Eligibility Requirements and Minimum Income
The governing legislation is Art. 61 bis et seq. of Ley 14/2013, introduced by Art. 9 of Ley 28/2022, of 21 December. To be eligible, the applicant must simultaneously meet the following requirements:
- Remote work activity: the applicant must work through IT and telecommunications systems, either as an employee of a foreign company (under a contract authorising remote work) or as a self-employed person or company owner with clients outside Spain.
- Sufficient income: 200% of the current Minimum Interprofessional Wage (SMI), i.e. approximately €2,368 per month in 2026. For each family member included in the application: an additional 75% of the SMI (around €888 per month per dependent family unit member).
- Cap on Spanish clients: no more than 20% of total income may come from companies or clients based in Spain.
- Clean criminal record: certificates from the country of birth and from all countries of residence during the preceding five years.
- Private health insurance: full coverage in Spain for the entire duration of the authorisation (travel insurance or partial cover is not accepted).
- Not having been resident in Spain during the five years preceding the application (or two years under some favourable interpretations that certain consulates have accepted).
To evidence income, the most commonly used documents are bank statements for the last three months, service contracts or an employment contract with the foreign employer, and invoices issued in the case of freelancers.
Application Process Step by Step
The regime provides two main routes:
Consular Route (from abroad)
- Document collection — Apostilled criminal record certificates, university degree or evidence of five years of professional experience, employment contract or client portfolio, bank statements, health insurance, and national visa application form.
- Appointment at the relevant Spanish consulate in the applicant’s country of residence. Appointments must be booked well in advance: consulates such as those in Miami or Buenos Aires have waiting lists of several weeks.
- Submission of the application — The consulate has 20 working days to decide. In practice the timeframes range from 4 to 10 weeks. Administrative silence applies positively if 20 days pass without a response.
- Entry into Spain and application for the Foreigner Identity Card (TIE) — Once in Spain, the holder has 30 days to apply for the NIE and TIE at the relevant Immigration Office.
The initial visa is valid for 12 months from the date of entry.
UGE Route (Unidad de Grandes Empresas — from within Spain)
For individuals already in Spain on a lawful immigration status (tourist visa in force, student status, or any situation allowing legal presence in Spain), it is possible to apply directly for the International Telework Residence Authorisation (ARTIN) through the Large Enterprises and Strategic Collectives Unit (Unidad de Grandes Empresas y Colectivos Estratégicos — UGE).
The process is entirely online via the MERCURIO portal. The statutory decision period is 20 working days and in practice the UGE tends to be faster than the consular route.

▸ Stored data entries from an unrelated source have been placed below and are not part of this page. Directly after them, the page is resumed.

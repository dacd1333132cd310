use thiserror::Error;

use crate::frame::types::PixelFormat;

/// Frame conversion and processing errors.
#[derive(Debug, Error)]
pub enum FrameError {
    #[error("frame dimensions must be positive, got {width}x{height}")]
    ZeroDimension { width: u32, height: u32 },

    #[error("{plane} row stride {stride} is smaller than the minimum {min}")]
    StrideTooSmall {
        plane: &'static str,
        stride: usize,
        min: usize,
    },

    #[error("{plane} stride {stride} addresses past the end of memory")]
    StrideOverflow { plane: &'static str, stride: usize },

    #[error("{plane} plane holds {len} bytes, at least {required} required")]
    PlaneTooShort {
        plane: &'static str,
        len: usize,
        required: usize,
    },

    #[error("no buffer supplied")]
    MissingBuffer,

    #[error("buffer is empty")]
    EmptyBuffer,

    #[error("unsupported pixel format: {0:?}")]
    UnsupportedFormat(PixelFormat),

    #[error("failed to allocate {0} bytes")]
    Allocation(usize),

    #[error("invalid processor settings: {0}")]
    InvalidSettings(String),

    #[error("image processing failed: {0}")]
    Processing(String),
}

impl FrameError {
    /// Whether the error stems from bad caller input rather than a failure
    /// inside a conversion or filter step.
    pub fn is_invalid_input(&self) -> bool {
        matches!(
            self,
            Self::ZeroDimension { .. }
                | Self::StrideTooSmall { .. }
                | Self::StrideOverflow { .. }
                | Self::PlaneTooShort { .. }
                | Self::MissingBuffer
                | Self::EmptyBuffer
                | Self::UnsupportedFormat(_)
        )
    }
}

/// Convenience Result alias.
pub type Result<T> = std::result::Result<T, FrameError>;
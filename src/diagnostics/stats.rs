use serde::Serialize;
use std::time::{Duration, Instant};

use crate::process::fps_from_elapsed;

/// Collects diagnostic statistics for a frame pipeline session.
pub struct DiagnosticStats {
    frame_count: u64,
    drop_count: u64,
    failure_count: u64,
    total_bytes: u64,
    start_time: Instant,
    last_frame_time: Option<Instant>,
    last_frame_elapsed: Duration,
}

/// Snapshot of diagnostic stats for serialisation.
#[derive(Debug, Clone, Serialize)]
#[serde(rename_all = "camelCase")]
pub struct DiagnosticSnapshot {
    pub fps: f64,
    pub instant_fps: f64,
    pub frame_count: u64,
    pub drop_count: u64,
    pub failure_count: u64,
    pub drop_rate: f64,
    pub last_frame_ms: f64,
    /// Milliseconds since the last displayed frame; `None` before the first.
    pub since_last_frame_ms: Option<f64>,
    pub bandwidth_bps: u64,
}

impl DiagnosticStats {
    /// Create new stats with zeroed counters.
    pub fn new() -> Self {
        Self {
            frame_count: 0,
            drop_count: 0,
            failure_count: 0,
            total_bytes: 0,
            start_time: Instant::now(),
            last_frame_time: None,
            last_frame_elapsed: Duration::ZERO,
        }
    }

    /// Record a frame that was converted, processed and displayed.
    ///
    /// `elapsed` is the time the frame spent in the pipeline worker.
    pub fn record_frame(&mut self, bytes: usize, elapsed: Duration) {
        self.frame_count += 1;
        self.total_bytes += bytes as u64;
        self.last_frame_time = Some(Instant::now());
        self.last_frame_elapsed = elapsed;
    }

    /// Record a frame replaced in the queue before the worker reached it.
    pub fn record_drop(&mut self) {
        self.drop_count += 1;
    }

    /// Record a frame whose conversion or processing failed.
    pub fn record_failure(&mut self) {
        self.failure_count += 1;
    }

    pub fn frame_count(&self) -> u64 {
        self.frame_count
    }

    pub fn drop_count(&self) -> u64 {
        self.drop_count
    }

    pub fn failure_count(&self) -> u64 {
        self.failure_count
    }

    /// Time since the last displayed frame, if any.
    pub fn since_last_frame(&self) -> Option<Duration> {
        self.last_frame_time.map(|t| t.elapsed())
    }

    /// Calculate average FPS since the session started.
    pub fn fps(&self) -> f64 {
        let elapsed = self.start_time.elapsed().as_secs_f64();
        if elapsed < 0.001 {
            return 0.0;
        }
        self.frame_count as f64 / elapsed
    }

    /// Rate implied by the most recent frame's processing time alone.
    pub fn instant_fps(&self) -> f64 {
        fps_from_elapsed(self.last_frame_elapsed)
    }

    /// Drop rate as a percentage (0.0 - 100.0).
    pub fn drop_rate(&self) -> f64 {
        let total = self.frame_count + self.drop_count + self.failure_count;
        if total == 0 {
            return 0.0;
        }
        (self.drop_count as f64 / total as f64) * 100.0
    }

    /// Processing time of the most recent frame in milliseconds.
    pub fn last_frame_ms(&self) -> f64 {
        self.last_frame_elapsed.as_secs_f64() * 1000.0
    }

    /// Output bandwidth in bytes per second.
    pub fn bandwidth_bps(&self) -> u64 {
        let elapsed = self.start_time.elapsed().as_secs_f64();
        if elapsed < 0.001 {
            return 0;
        }
        (self.total_bytes as f64 / elapsed) as u64
    }

    /// Take a serialisable snapshot.
    pub fn snapshot(&self) -> DiagnosticSnapshot {
        DiagnosticSnapshot {
            fps: self.fps(),
            instant_fps: self.instant_fps(),
            frame_count: self.frame_count,
            drop_count: self.drop_count,
            failure_count: self.failure_count,
            drop_rate: self.drop_rate(),
            last_frame_ms: self.last_frame_ms(),
            since_last_frame_ms: self
                .since_last_frame()
                .map(|d| d.as_secs_f64() * 1000.0),
            bandwidth_bps: self.bandwidth_bps(),
        }
    }
}

impl Default for DiagnosticStats {
    fn default() -> Self {
        Self::new()
    }
}
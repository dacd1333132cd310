use std::path::{Path, PathBuf};

use thiserror::Error;

use crate::settings::types::{PipelineSettings, ProcessMode};

/// Environment variable that overrides the configured process mode.
pub const MODE_ENV_VAR: &str = "EDGE_PREVIEW_MODE";

/// Settings persistence errors.
#[derive(Debug, Error)]
pub enum SettingsError {
    #[error("settings I/O failed: {0}")]
    Io(#[from] std::io::Error),

    #[error("settings file is not valid JSON: {0}")]
    Parse(#[from] serde_json::Error),

    #[error("invalid settings: {0}")]
    Invalid(String),
}

/// JSON-file backed pipeline settings.
pub struct SettingsStore {
    path: PathBuf,
}

impl SettingsStore {
    pub fn new(path: PathBuf) -> Self {
        Self { path }
    }

    pub fn path(&self) -> &Path {
        &self.path
    }

    /// Load settings from a JSON file, returning default on missing file.
    ///
    /// Loaded settings are validated; the mode override from
    /// [`MODE_ENV_VAR`] is applied afterwards.
    pub fn load(&self) -> Result<PipelineSettings, SettingsError> {
        let mut settings = Self::load_file(&self.path)?;
        apply_env_override(&mut settings, std::env::var(MODE_ENV_VAR).ok().as_deref());
        settings.validate().map_err(SettingsError::Invalid)?;
        Ok(settings)
    }

    /// Load the file alone, without the environment override.
    pub fn load_file(path: &Path) -> Result<PipelineSettings, SettingsError> {
        if !path.exists() {
            return Ok(PipelineSettings::default());
        }
        let contents = std::fs::read_to_string(path)?;
        Ok(serde_json::from_str(&contents)?)
    }

    /// Save settings to disk atomically (write .tmp then rename).
    pub fn save(&self, settings: &PipelineSettings) -> Result<(), SettingsError> {
        settings.validate().map_err(SettingsError::Invalid)?;
        let json = serde_json::to_string_pretty(settings)?;

        if let Some(parent) = self.path.parent() {
            std::fs::create_dir_all(parent)?;
        }

        let tmp_path = self.path.with_extension("json.tmp");
        std::fs::write(&tmp_path, &json)?;
        std::fs::rename(&tmp_path, &self.path)?;

        Ok(())
    }
}

/// Replace the mode when an override value is present and parses.
///
/// An unparseable override is logged and ignored rather than failing the load.
pub fn apply_env_override(settings: &mut PipelineSettings, value: Option<&str>) {
    let Some(raw) = value else {
        return;
    };
    match raw.parse::<ProcessMode>() {
        Ok(mode) => {
            tracing::info!("{MODE_ENV_VAR} overrides process mode: {mode}");
            settings.mode = mode;
        }
        Err(e) => tracing::warn!("ignoring {MODE_ENV_VAR}: {e}"),
    }
}

#[cfg(test)]
mod tests {
    use super::*;
    use tempfile::TempDir;

    /// Helper: create a store backed by a temp directory.
    fn temp_store() -> (SettingsStore, TempDir) {
        let dir = TempDir::new().unwrap();
        let path = dir.path().join("pipeline.json");
        (SettingsStore::new(path), dir)
    }

    #[test]
    fn load_returns_default_when_file_missing() {
        let dir = TempDir::new().unwrap();
        let path = dir.path().join("nonexistent.json");
        let result = SettingsStore::load_file(&path).unwrap();
        assert_eq!(result, PipelineSettings::default());
    }

    #[test]
    fn load_parses_valid_json_file() {
        let (store, _dir) = temp_store();
        let json = r#"{"mode":"blur","lowThreshold":40,"highThreshold":90,"blurSigma":1.5}"#;
        std::fs::write(store.path(), json).unwrap();

        let result = SettingsStore::load_file(store.path()).unwrap();
        assert_eq!(result.mode, ProcessMode::Blur);
        assert_eq!(result.low_threshold, 40.0);
        assert_eq!(result.high_threshold, 90.0);
        assert_eq!(result.blur_sigma, 1.5);
    }

    #[test]
    fn load_returns_error_for_invalid_json() {
        let (store, _dir) = temp_store();
        std::fs::write(store.path(), "not valid json!!!").unwrap();

        let result = SettingsStore::load_file(store.path());
        assert!(matches!(result, Err(SettingsError::Parse(_))));
    }

    #[test]
    fn load_rejects_invalid_values() {
        let (store, _dir) = temp_store();
        std::fs::write(store.path(), r#"{"lowThreshold":300,"highThreshold":200}"#).unwrap();

        assert!(matches!(store.load(), Err(SettingsError::Invalid(_))));
    }

    #[test]
    fn save_round_trips_through_load() {
        let (store, _dir) = temp_store();
        let settings = PipelineSettings {
            mode: ProcessMode::Passthrough,
            low_threshold: 10.0,
            high_threshold: 20.0,
            blur_sigma: 3.0,
        };
        store.save(&settings).unwrap();

        let loaded = SettingsStore::load_file(store.path()).unwrap();
        assert_eq!(loaded, settings);
    }

    #[test]
    fn save_creates_parent_directories() {
        let dir = TempDir::new().unwrap();
        let path = dir.path().join("nested").join("deep").join("pipeline.json");
        let store = SettingsStore::new(path.clone());
        store.save(&PipelineSettings::default()).unwrap();

        assert!(path.exists());
    }

    #[test]
    fn save_is_atomic() {
        let (store, dir) = temp_store();
        store.save(&PipelineSettings::default()).unwrap();

        let tmp_path = dir.path().join("pipeline.json.tmp");
        assert!(!tmp_path.exists(), "temp file should be renamed away");
    }

    #[test]
    fn save_refuses_invalid_settings() {
        let (store, _dir) = temp_store();
        let settings = PipelineSettings {
            blur_sigma: 0.0,
            ..Default::default()
        };
        assert!(store.save(&settings).is_err());
        assert!(!store.path().exists());
    }

    #[test]
    fn env_override_replaces_mode() {
        let mut settings = PipelineSettings::default();
        apply_env_override(&mut settings, Some("passthrough"));
        assert_eq!(settings.mode, ProcessMode::Passthrough);
    }

    #[test]
    fn env_override_ignores_garbage_and_absence() {
        let mut settings = PipelineSettings::default();
        apply_env_override(&mut settings, Some("sepia"));
        assert_eq!(settings.mode, ProcessMode::Edges);
        apply_env_override(&mut settings, None);
        assert_eq!(settings.mode, ProcessMode::Edges);
    }
}
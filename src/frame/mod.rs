// Frame domain: geometry, owned pixel buffers, and boundary outcomes.

pub mod buffer;
pub mod error;
pub mod outcome;
pub mod types;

The ARTIN has an initial duration of three years (compared to 12 months for the consular visa) and is renewable for additional two-year periods.
Practical recommendation: if the applicant is already in Spain on a lawful status, the UGE route is almost always preferable: a longer initial period, more predictable processing and no need to manage document apostilling abroad.
Taxation: Beckham Law and Standard Regime
The tax aspects are often the most significant consideration in the decision to move to Spain. Digital nomads face two possible scenarios:
Standard Tax Regime (General IRPF)
If the nomad does not apply for the Beckham Law, they become a Spanish tax resident once they exceed 183 days of presence in Spain during the calendar year. This means declaring worldwide income under the progressive IRPF scale, with marginal rates from 19% to 47% depending on the taxable base bracket.
For remote work incomes typically seen in the €40,000–€80,000 range, the average effective rate generally falls between 24% and 36%, depending on the autonomous community, family circumstances and other personal factors.
Special Impatriate Regime — Beckham Law (Art. 93 IRPF Law)
Ley 28/2022 expressly opened this regime to remote workers who transfer their tax residence to Spain. The specific requirements for digital nomads are:
- Not having been a Spanish tax resident during the five tax years preceding the year of arrival.
- Moving to Spain as a result of an employment contract with a foreign employer, or commencing professional activity as a self-employed person with predominantly foreign clients.
- Maintaining the activity that prompted the move for the duration of the regime.
The tax advantages are substantial:
| Item | Standard regime | Beckham Law |
|---|---|---|
| Tax base | Worldwide income | Spanish-source income only |
| Tax rate | Progressive scale 19%–47% | Flat rate 24% (up to €600,000) |
| Rate on excess | — | 47% |
| Duration | Indefinite | 6 tax years (year of arrival + 5) |
| Tax return | Form 100 | Form 151 |
The application is submitted using Form 149 to the AEAT within six months of the start of activity or Social Security registration in Spain. Once granted, the regime is irrevocable for its duration unless the taxpayer ceases to meet the requirements.
For a nomad with income of €60,000 per year from foreign clients, the difference between the standard regime and the Beckham Law can represent a tax saving of between €8,000 and €15,000 per year, depending on the autonomous community of residence.
Family Members and Extension of the Authorisation
Family reunion may be processed simultaneously with the main application or at a later stage. The following may be included:
- Spouse or civil partner registered in a public registry.
- Minor children or economically dependent adult children.
- Ascendants (parents) who are financially dependent on the holder.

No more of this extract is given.